The trouble is that it was a bit of a travesty of what I actually wrote. For the record, I’m NOT advocating that the Greek
heritage should be distributed wholesale abroad for ‘safe-keeping’. I am simply arguing that there
is
something to be said for some dispersal and replication. Part of the reason is an entirely practical one: it’s the ‘Wills-and-Harry-never-inthe-same-plane’
sort of principle.

And for those of you who thought that I was being decidedly insensitive – to say the least – in even raising these issues
at a time like this (‘to make such ill comments/ suggestions at the time of national crisis in Greece, it just shows the type
of person that you are’), please note that I did start the post with an explicit apology for just that – and, for good measure,
with a sombre reflection on the hundreds of Ottoman women and children killed when the Parthenon went up in smoke in the seventeenth
century.

All the same, the intensity of the responses took me aback a bit. It wasn’t just the abuse: ‘fuck!! of!!!!’, as one commenter
put it, or ‘UP YOURS MY DEAR..’, in the (slightly) friendlier words of another. It was more the bigger debate about the role
and preservation of cultural heritage revealed by many of these hard-hitting reactions.

Several of the comments raised the issue of the English Crown Jewels. How would I feel if some of them were sent to New York
(as John M. wondered)? Well, the true answer is that I would feel perfectly OK about it – and I half suspect that even now
they’re not all in the Tower anyway (on the same ‘Wills-and-Harry’ principle). To put it more positively, I actually feel
pleased when I go (for example) to the Metropolitan Museum in New York and see those English country house rooms, once in
Oxfordshire or wherever, now reconstructed transatlantically. I like the idea that visitors, who come in from the extraordinarily
different world of Fifth Avenue, should find themselves reminded of ‘my’ culture.

The other side of this coin is that I cannot agree with the idea that works of art have some necessary and natural ‘home’.
Nor do I think that those who now live in the place where ancient masterpieces were created (whether they are the direct ethnic
descendants of the creators or not) are the only people in the world who could possibly be qualified to care for them or to
speak on their behalf.
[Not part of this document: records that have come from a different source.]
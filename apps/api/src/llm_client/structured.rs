//! Schema-constrained invoke: the one routine both flows share.
//!
//! Send a rendered prompt plus a schema, bound the call by a timeout, then
//! parse and validate the payload before deserializing it. Any shape problem
//! is a `SchemaMismatch`; nothing partially populated ever leaves this module.

use std::sync::Arc;
use std::time::Duration;

use serde::de::DeserializeOwned;
use serde_json::Value;
use tracing::warn;

use crate::errors::AppError;
use crate::llm_client::schema::SchemaDescriptor;
use crate::llm_client::{strip_json_fences, LlmError, ModelBackend, ModelRequest};

/// Cheap to clone; shared by every handler through `AppState`.
#[derive(Clone)]
pub struct StructuredClient {
    backend: Arc<dyn ModelBackend>,
    timeout: Duration,
}

impl StructuredClient {
    pub fn new(backend: Arc<dyn ModelBackend>, timeout: Duration) -> Self {
        Self { backend, timeout }
    }

    /// Single attempt, single outcome: a validated `T` or a terminal error.
    pub async fn invoke<T: DeserializeOwned>(
        &self,
        prompt: &str,
        system: &str,
        schema: &'static SchemaDescriptor,
    ) -> Result<T, AppError> {
        let request = ModelRequest {
            system,
            prompt,
            schema,
        };

        let raw = tokio::time::timeout(self.timeout, self.backend.invoke(request))
            .await
            .map_err(|_| LlmError::Timeout(self.timeout))??;

        parse_structured(&raw, schema)
    }
}

/// Parses a raw model payload against `schema`.
pub fn parse_structured<T: DeserializeOwned>(
    raw: &str,
    schema: &'static SchemaDescriptor,
) -> Result<T, AppError> {
    let text = strip_json_fences(raw);

    let value: Value = serde_json::from_str(text)
        .map_err(|e| mismatch(schema, format!("response is not valid JSON: {e}")))?;

    schema
        .validate(&value)
        .map_err(|violation| mismatch(schema, violation.to_string()))?;

    serde_json::from_value(value).map_err(|e| mismatch(schema, e.to_string()))
}

fn mismatch(schema: &'static SchemaDescriptor, reason: String) -> AppError {
    warn!("Model output rejected by schema '{}': {}", schema.name, reason);
    AppError::SchemaMismatch {
        schema: schema.name,
        reason,
    }
}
So I find it hard to respond to the question: ‘WHO GAVE YOU THE RIGHT TO HAVE AN OPINION ABOUT OUR
HERITAGE?’ (whatever ‘right’ means in this context). And I could not agree that only modern Greeks can properly look after
ancient Greek antiquities. That’s a claim which would not be true for the antiquities of any country in the planet – Greece,
the UK, the Sudan, India, you name it.

I can think of few worse strategies of cultural planning – particularly for a globalised world – than one which demands that
all works of art stay in the geographical area in which they were made. That’s partly for reasons of safety, but partly too
for the worthy aim of cultural interaction.
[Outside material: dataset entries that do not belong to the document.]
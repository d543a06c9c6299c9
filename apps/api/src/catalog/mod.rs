// In-memory recruiting catalog: jobs, the candidate pipeline, and assessments.
// Also wires the extraction and ranking flows into job import and sourcing.

pub mod fixtures;
pub mod handlers;
pub mod models;
pub mod store;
Now hang on before you reach for the ‘send’ button. I know that there are crucial issues of power and politics here. While
I fully support the notion of a universal museum, it hasn’t escaped my notice that in reality these so-called ‘universal museums’
tend to exist in western Europe and the US – not in Ghana or Burkina Faso. Which is to say that the universal museum and imperialism
have been, historically, at some level connected. It is also clear that it is easier for a country that has been a net ‘gainer’
rather than a net ‘loser’ out of these processes to feel culturally ‘generous’. It’s clear, too, that some objects are more
singular and symbolically important than others (sending the Eiffel Tower to Australia would be quite different from sending,
say, Monet’s
Waterlilies
). All the same, the basic principle of sharing seems a good one.

It still is tricky with material monuments, though. And that’s partly the problem of their materiality itself. We can all
‘own’ Shakespeare or Mozart or Seferis. The claims of Stratford-upon-Avon do not affect the possibility of sharing the Bard’s
plays as widely as you like. Plays and poems and operas are infinitely extendable, unlike marble – which really is destroyed
by fire, despite some optimistic assurances to the contrary. How we can share
physically
monuments which are
ideologically
shared by the whole world is a problem we haven’t yet begun to resolve.